O Brasil dos dias de hoje possui semelhanças assustadoras com o que transcorreu na economia norte-americana dos anos 1930
1- Desde meados de 2014, a economia brasileira entrou em
forte desaceleração. Em 2015, recebeu choques internos que transformaram
a desaceleração em recessão. Foram cortes de gastos públicos, elevação
dos preços dos combustíveis, aumento das tarifas de energia elétrica,
crescimento das taxas de juros e desmonte (através de instrumentos
econômico-judiciais) dos setores de petróleo e gás e da construção
civil. Assim, desde então, a economia brasileira se fragilizou e
mergulhou numa depressão.
2- Nos últimos cinco anos, a economia e seus investimentos
crescem ou decrescem com taxas pífias. Não há sinais de recuperação,
apenas de sobrevivência. Uma boa metáfora é que a economia suspira no
fundo do poço chamado depressão. Historicamente, a caracterização de uma
economia em estado depressão nos ensina que o setor privado não é capaz
de religar o motor de partida da economia sob tais condições.

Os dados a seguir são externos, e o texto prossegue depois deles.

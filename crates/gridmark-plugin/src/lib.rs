#![forbid(unsafe_code)]

//! Plugin hosting for gridmark.
//!
//! - [`contract`]: the [`Plugin`] trait and its result types.
//! - [`registry`]: plugins by name, validated at registration.
//! - [`manager`]: the one-at-a-time lifecycle state machine.
//! - [`boundary`]: panic isolation around plugin callbacks.
//! - [`builtin`]: plugins shipped with the crate.

pub mod boundary;
pub mod builtin;
pub mod contract;
pub mod error;
pub mod manager;
pub mod registry;

pub use builtin::NumberGuess;
pub use contract::{
    ErasedPlugin, HostContext, InputResult, KeyResult, Plugin, PluginCategory, PluginMetadata,
    PluginOutput, PluginState,
};
pub use error::{PluginError, Result};
pub use manager::{InputResponse, KeyResponse, ManagerStats, PluginManager};
pub use registry::{PluginRegistry, RegistryEntry};
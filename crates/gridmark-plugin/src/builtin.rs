#![forbid(unsafe_code)]

//! Built-in plugins.

use std::sync::atomic::{AtomicU64, Ordering};

use gridmark_core::key::{Key, KeyCode};

use crate::contract::{
    HostContext, InputResult, KeyResult, Plugin, PluginCategory, PluginMetadata, PluginOutput,
};
use crate::registry::PluginRegistry;

/// Register every built-in plugin.
pub fn register_all(registry: &mut PluginRegistry) {
    // Built-in metadata is static and valid.
    let _ = registry.register(NumberGuess::default());
}

/// Guess-the-number game.
///
/// Secrets come from a seeded mixer and a per-plugin round counter, so a
/// given seed always produces the same sequence of games.
#[derive(Debug)]
pub struct NumberGuess {
    max: u32,
    seed: u64,
    round: AtomicU64,
}

impl Default for NumberGuess {
    fn default() -> Self {
        Self::new(100, 0x9e37_79b9_7f4a_7c15)
    }
}

/// Session state for [`NumberGuess`].
#[derive(Debug, Clone, PartialEq, Eq)]
pub struct GuessState {
    secret: u32,
    low: u32,
    high: u32,
    attempts: u32,
    message: Option<String>,
}

impl NumberGuess {
    /// A game over `1..=max` (at least 1) with a fixed seed.
    #[must_use]
    pub fn new(max: u32, seed: u64) -> Self {
        Self {
            max: max.max(1),
            seed,
            round: AtomicU64::new(0),
        }
    }

    fn next_secret(&self) -> u32 {
        let round = self.round.fetch_add(1, Ordering::Relaxed);
        let mixed = splitmix64(self.seed.wrapping_add(round));
        (mixed % u64::from(self.max)) as u32 + 1
    }

    fn screen(state: &GuessState) -> PluginOutput {
        let mut out = PluginOutput::line("NUMBER GUESS");
        out.push(format!(
            "Guess a number between {} and {}.",
            state.low, state.high
        ));
        out.push(format!("Attempts: {}", state.attempts));
        if let Some(message) = &state.message {
            out.push(message.clone());
        }
        out.push("Type a number and press Enter. '?' for a hint, 'q' to quit.");
        out
    }
}

fn splitmix64(mut z: u64) -> u64 {
    z = z.wrapping_add(0x9e37_79b9_7f4a_7c15);
    z = (z ^ (z >> 30)).wrapping_mul(0xbf58_476d_1ce4_e5b9);
    z = (z ^ (z >> 27)).wrapping_mul(0x94d0_49bb_1331_11eb);
    z ^ (z >> 31)
}

impl Plugin for NumberGuess {
    type State = GuessState;

    fn metadata(&self) -> PluginMetadata {
        PluginMetadata::new("number-guess", env!("CARGO_PKG_VERSION"))
            .with_description("Guess the hidden number in as few tries as possible.")
            .with_author("gridmark")
            .with_command("guess")
            .with_command("numberguess")
            .with_category(PluginCategory::Game)
    }

    fn init(&self, ctx: &HostContext) -> Result<GuessState, String> {
        if ctx.width < 20 || ctx.height < 5 {
            return Err(format!(
                "needs at least 20x5 cells, got {}x{}",
                ctx.width, ctx.height
            ));
        }
        Ok(GuessState {
            secret: self.next_secret(),
            low: 1,
            high: self.max,
            attempts: 0,
            message: None,
        })
    }

    fn handle_input(
        &self,
        input: &str,
        state: &GuessState,
        _ctx: &HostContext,
    ) -> InputResult<GuessState> {
        let input = input.trim();
        if matches!(input, "q" | "quit") {
            return InputResult::Exit {
                output: PluginOutput::line(format!("You gave up. The number was {}.", state.secret)),
            };
        }
        let Ok(guess) = input.parse::<u32>() else {
            return InputResult::Error(format!("not a number: '{input}'"));
        };
        if guess < 1 || guess > self.max {
            return InputResult::Error(format!("guess must be between 1 and {}", self.max));
        }

        let attempts = state.attempts + 1;
        if guess == state.secret {
            let tries = if attempts == 1 { "try" } else { "tries" };
            return InputResult::Exit {
                output: PluginOutput::line(format!("Correct! {guess} in {attempts} {tries}.")),
            };
        }

        let mut next = state.clone();
        next.attempts = attempts;
        if guess < state.secret {
            next.low = next.low.max(guess + 1);
            next.message = Some(format!("{guess} is too low."));
        } else {
            next.high = next.high.min(guess - 1);
            next.message = Some(format!("{guess} is too high."));
        }
        InputResult::Continue {
            output: Self::screen(&next),
            state: next,
        }
    }

    fn handle_key(&self, key: &Key, state: &GuessState, _ctx: &HostContext) -> KeyResult<GuessState> {
        if key.code != KeyCode::Char('?') {
            return KeyResult::Pass;
        }
        let parity = if state.secret % 2 == 0 { "even" } else { "odd" };
        let mut next = state.clone();
        next.message = Some(format!("Hint: the number is {parity}."));
        KeyResult::Handled {
            output: Self::screen(&next),
            state: next,
        }
    }

    fn render(&self, state: &GuessState, _ctx: &HostContext) -> PluginOutput {
        Self::screen(state)
    }

    fn cleanup(&self, _state: GuessState) {}
}

#[cfg(test)]
mod tests {
    use super::*;

    fn start(game: &NumberGuess) -> GuessState {
        Plugin::init(game, &HostContext::default()).unwrap()
    }

    #[test]
    fn same_seed_same_games() {
        let a = NumberGuess::new(100, 7);
        let b = NumberGuess::new(100, 7);
        let secrets_a: Vec<u32> = (0..5).map(|_| start(&a).secret).collect();
        let secrets_b: Vec<u32> = (0..5).map(|_| start(&b).secret).collect();
        assert_eq!(secrets_a, secrets_b);
        assert!(secrets_a.iter().all(|s| (1..=100).contains(s)));
    }

    #[test]
    fn single_value_range() {
        let game = NumberGuess::new(0, 1);
        let state = start(&game);
        assert_eq!(state.secret, 1);
        let result = Plugin::handle_input(&game, "1", &state, &HostContext::default());
        assert_eq!(
            result,
            InputResult::Exit {
                output: PluginOutput::line("Correct! 1 in 1 try.")
            }
        );
    }

    #[test]
    fn too_low_and_too_high_narrow_range() {
        let game = NumberGuess::default();
        let ctx = HostContext::default();
        let state = GuessState {
            secret: 42,
            low: 1,
            high: 100,
            attempts: 0,
            message: None,
        };
        let InputResult::Continue { state, .. } = Plugin::handle_input(&game, "10", &state, &ctx)
        else {
            panic!("expected continue");
        };
        assert_eq!((state.low, state.high, state.attempts), (11, 100, 1));
        assert_eq!(state.message.as_deref(), Some("10 is too low."));

        let InputResult::Continue { state, output } =
            Plugin::handle_input(&game, " 50 ", &state, &ctx)
        else {
            panic!("expected continue");
        };
        assert_eq!((state.low, state.high), (11, 49));
        assert_eq!(output.lines[1], "Guess a number between 11 and 49.");

        let result = Plugin::handle_input(&game, "42", &state, &ctx);
        assert_eq!(
            result,
            InputResult::Exit {
                output: PluginOutput::line("Correct! 42 in 3 tries.")
            }
        );
    }

    #[test]
    fn bad_input_is_an_error() {
        let game = NumberGuess::default();
        let ctx = HostContext::default();
        let state = start(&game);
        assert_eq!(
            Plugin::handle_input(&game, "abc", &state, &ctx),
            InputResult::Error("not a number: 'abc'".into())
        );
        assert_eq!(
            Plugin::handle_input(&game, "0", &state, &ctx),
            InputResult::Error("guess must be between 1 and 100".into())
        );
    }

    #[test]
    fn quit_reveals_secret() {
        let game = NumberGuess::default();
        let ctx = HostContext::default();
        let mut state = start(&game);
        state.secret = 9;
        assert_eq!(
            Plugin::handle_input(&game, "q", &state, &ctx),
            InputResult::Exit {
                output: PluginOutput::line("You gave up. The number was 9.")
            }
        );
    }

    #[test]
    fn hint_key() {
        let game = NumberGuess::default();
        let ctx = HostContext::default();
        let mut state = start(&game);
        state.secret = 8;
        let KeyResult::Handled { state, .. } =
            Plugin::handle_key(&game, &Key::char('?'), &state, &ctx)
        else {
            panic!("expected handled");
        };
        assert_eq!(state.message.as_deref(), Some("Hint: the number is even."));
        assert_eq!(
            Plugin::handle_key(&game, &Key::char('5'), &state, &ctx),
            KeyResult::Pass
        );
    }

    #[test]
    fn tiny_screen_refuses_to_start() {
        let game = NumberGuess::default();
        assert_eq!(
            Plugin::init(&game, &HostContext::new(10, 3)),
            Err("needs at least 20x5 cells, got 10x3".into())
        );
    }

    #[test]
    fn builtins_register() {
        let mut registry = PluginRegistry::new();
        register_all(&mut registry);
        assert!(registry.contains("number-guess"));
        assert_eq!(
            registry.find_by_command("guess").map(|e| e.metadata.name.as_str()),
            Some("number-guess")
        );
    }
}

3- A década de 1930 nos Estados Unidos é uma boa
referência histórica para entendermos a economia brasileira nos dias de
hoje. Em 1929, a economia entrou em crise com forte recessão e alto
desemprego. “O ponto culminante desses desastres econômicos foi
alcançado após um período em que se acreditava que os conselhos
financeiros ortodoxos e os altos círculos financeiros dos Estados Unidos
exerciam grande influência sobre o presidente Hebert Hoover e seus
assessores”, disse àquela época o economista John Maynard Keynes.
4- “A própria depressão é a causa dos déficits do governo …

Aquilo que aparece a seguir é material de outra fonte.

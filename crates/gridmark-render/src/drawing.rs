#![forbid(unsafe_code)]

//! Drawing primitives for the buffer.
//!
//! Helpers on top of `Buffer::set()` so apps and plugins can write text and
//! draw boxes without duplicating low-level cell loops. Everything clips to
//! the buffer; nothing here can change a buffer's shape.

use gridmark_core::geometry::Rect;
use unicode_segmentation::UnicodeSegmentation;

use crate::buffer::Buffer;
use crate::cell::{Cell, CellContent, Style};

/// Characters used to draw a border around a rectangle.
#[derive(Debug, Clone, Copy, PartialEq, Eq)]
pub struct BorderChars {
    pub top_left: char,
    pub top_right: char,
    pub bottom_left: char,
    pub bottom_right: char,
    pub horizontal: char,
    pub vertical: char,
}

impl BorderChars {
    /// Simple box-drawing characters (U+250x).
    pub const SQUARE: Self = Self {
        top_left: '┌',
        top_right: '┐',
        bottom_left: '└',
        bottom_right: '┘',
        horizontal: '─',
        vertical: '│',
    };

    /// Rounded corners.
    pub const ROUNDED: Self = Self {
        top_left: '╭',
        top_right: '╮',
        bottom_left: '╰',
        bottom_right: '╯',
        horizontal: '─',
        vertical: '│',
    };

    /// Double-line border.
    pub const DOUBLE: Self = Self {
        top_left: '╔',
        top_right: '╗',
        bottom_left: '╚',
        bottom_right: '╝',
        horizontal: '═',
        vertical: '║',
    };

    /// Heavy (thick) border.
    pub const HEAVY: Self = Self {
        top_left: '┏',
        top_right: '┓',
        bottom_left: '┗',
        bottom_right: '┛',
        horizontal: '━',
        vertical: '┃',
    };

    /// ASCII-only border.
    pub const ASCII: Self = Self {
        top_left: '+',
        top_right: '+',
        bottom_left: '+',
        bottom_right: '+',
        horizontal: '-',
        vertical: '|',
    };

    /// Every glyph in the set.
    #[must_use]
    pub const fn glyphs(&self) -> [char; 6] {
        [
            self.top_left,
            self.top_right,
            self.bottom_left,
            self.bottom_right,
            self.horizontal,
            self.vertical,
        ]
    }
}

/// Named border glyph sets.
#[derive(Debug, Clone, Copy, PartialEq, Eq, Hash, Default)]
pub enum BorderStyle {
    /// `┌─┐`
    #[default]
    Single,
    /// `╔═╗`
    Double,
    /// `╭─╮`
    Rounded,
    /// `┏━┓`
    Heavy,
    /// `+-+`, for hosts without box-drawing glyphs.
    Ascii,
}

impl BorderStyle {
    /// All border styles.
    pub const ALL: [Self; 5] = [
        Self::Single,
        Self::Double,
        Self::Rounded,
        Self::Heavy,
        Self::Ascii,
    ];

    /// The glyph set for this style.
    #[must_use]
    pub const fn chars(self) -> BorderChars {
        match self {
            Self::Single => BorderChars::SQUARE,
            Self::Double => BorderChars::DOUBLE,
            Self::Rounded => BorderChars::ROUNDED,
            Self::Heavy => BorderChars::HEAVY,
            Self::Ascii => BorderChars::ASCII,
        }
    }
}

/// Extension trait for drawing on a Buffer.
pub trait Draw {
    /// Draw a horizontal line of cells.
    fn draw_horizontal_line(&mut self, x: u16, y: u16, width: u16, cell: &Cell);

    /// Draw a vertical line of cells.
    fn draw_vertical_line(&mut self, x: u16, y: u16, height: u16, cell: &Cell);

    /// Write text at the given coordinates under the default style.
    ///
    /// See [`Draw::write_styled`].
    fn write_at(&mut self, x: u16, y: u16, text: &str) -> u16 {
        self.write_styled(x, y, text, Style::DEFAULT)
    }

    /// Write text at the given coordinates.
    ///
    /// Each extended grapheme takes one cell. Control characters become
    /// spaces. Stops at the end of the line; out-of-range `x` or `y` writes
    /// nothing. Returns the column after the last written grapheme.
    fn write_styled(&mut self, x: u16, y: u16, text: &str, style: Style) -> u16;

    /// Draw a border around a rectangle using the given characters.
    ///
    /// The border is drawn inside the rectangle (edges + corners), clipped
    /// to the buffer.
    fn draw_border(&mut self, rect: Rect, chars: BorderChars, style: Style);

    /// Draw a box outline under the default style.
    fn draw_box(&mut self, x: u16, y: u16, width: u16, height: u16, border: BorderStyle) {
        self.draw_box_styled(x, y, width, height, border, Style::DEFAULT);
    }

    /// Draw a box outline.
    ///
    /// A zero width or height draws nothing. Heights below 2 draw only the
    /// top edge; widths below 2 skip the right edge.
    fn draw_box_styled(
        &mut self,
        x: u16,
        y: u16,
        width: u16,
        height: u16,
        border: BorderStyle,
        style: Style,
    ) {
        self.draw_border(Rect::new(x, y, width, height), border.chars(), style);
    }
}

impl Draw for Buffer {
    fn draw_horizontal_line(&mut self, x: u16, y: u16, width: u16, cell: &Cell) {
        let end = x.saturating_add(width).min(self.width());
        for cx in x..end {
            self.set(cx, y, cell.clone());
        }
    }

    fn draw_vertical_line(&mut self, x: u16, y: u16, height: u16, cell: &Cell) {
        let end = y.saturating_add(height).min(self.height());
        for cy in y..end {
            self.set(x, cy, cell.clone());
        }
    }

    fn write_styled(&mut self, x: u16, y: u16, text: &str, style: Style) -> u16 {
        if y >= self.height() || x >= self.width() {
            return x;
        }

        let max_x = self.width();
        let mut cx = x;
        for grapheme in text.graphemes(true) {
            if cx >= max_x {
                break;
            }
            let cell = Cell::new(CellContent::from_grapheme(grapheme)).with_style(style);
            self.set(cx, y, cell);
            cx += 1;
        }
        cx
    }

    fn draw_border(&mut self, rect: Rect, chars: BorderChars, style: Style) {
        // Off-buffer boxes draw nothing; on-buffer ones have `top() < u16::MAX`.
        if self.bounds().intersection(&rect).is_empty() {
            return;
        }

        let make_cell = |c: char| -> Cell { Cell::from_char(c).with_style(style) };

        let h_cell = make_cell(chars.horizontal);
        let v_cell = make_cell(chars.vertical);

        // Top edge
        self.draw_horizontal_line(rect.left(), rect.top(), rect.width, &h_cell);

        // Bottom edge
        if rect.height > 1 {
            self.draw_horizontal_line(rect.left(), rect.bottom() - 1, rect.width, &h_cell);
        }

        // Left edge (excluding corners)
        if rect.height > 2 {
            self.draw_vertical_line(rect.left(), rect.top() + 1, rect.height - 2, &v_cell);
        }

        // Right edge (excluding corners)
        if rect.width > 1 && rect.height > 2 {
            self.draw_vertical_line(rect.right() - 1, rect.top() + 1, rect.height - 2, &v_cell);
        }

        // Corners (drawn last to overwrite edge chars at corners)
        self.set(rect.left(), rect.top(), make_cell(chars.top_left));

        if rect.width > 1 {
            self.set(rect.right() - 1, rect.top(), make_cell(chars.top_right));
        }

        if rect.height > 1 {
            self.set(rect.left(), rect.bottom() - 1, make_cell(chars.bottom_left));
        }

        if rect.width > 1 && rect.height > 1 {
            self.set(
                rect.right() - 1,
                rect.bottom() - 1,
                make_cell(chars.bottom_right),
            );
        }
    }
}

[há] queda na receita de tributação. A dívida pública é inevitável em
um momento em que o gasto privado é inadequado: é melhor incorrer em
dívida pública para elevar o emprego e promover a atividade industrial
do que sofrer passivamente …”, complementou Keynes.
5- No início da Grande Depressão da economia
norte-americana, muitos “deram apoio a Andrew Mellon, o secretário do
Tesouro do presidente Hebert Hoover, e à sua tentativa de restaurar o
equilíbrio fiscal: a recessão causara uma queda na arrecadação de
impostos mais acelerada que a dos gastos. Para restaurar a ‘confiança’,
segundo acreditavam os conservadores fiscais de Wall Street, era
necessário cortar gastos, um após o outro”, descreveu Joseph Stiglitz.
6- O Brasil dos dias de hoje possui semelhanças
assustadoras com o que transcorreu na economia norte-americana dos anos
1930. Primeiramente, a influência dos “altos círculos financeiros” sobre
o presidente e seus economistas é evidente. Em segundo lugar, o
diagnóstico é o mesmo e, por conseguinte, o receituário proposto também.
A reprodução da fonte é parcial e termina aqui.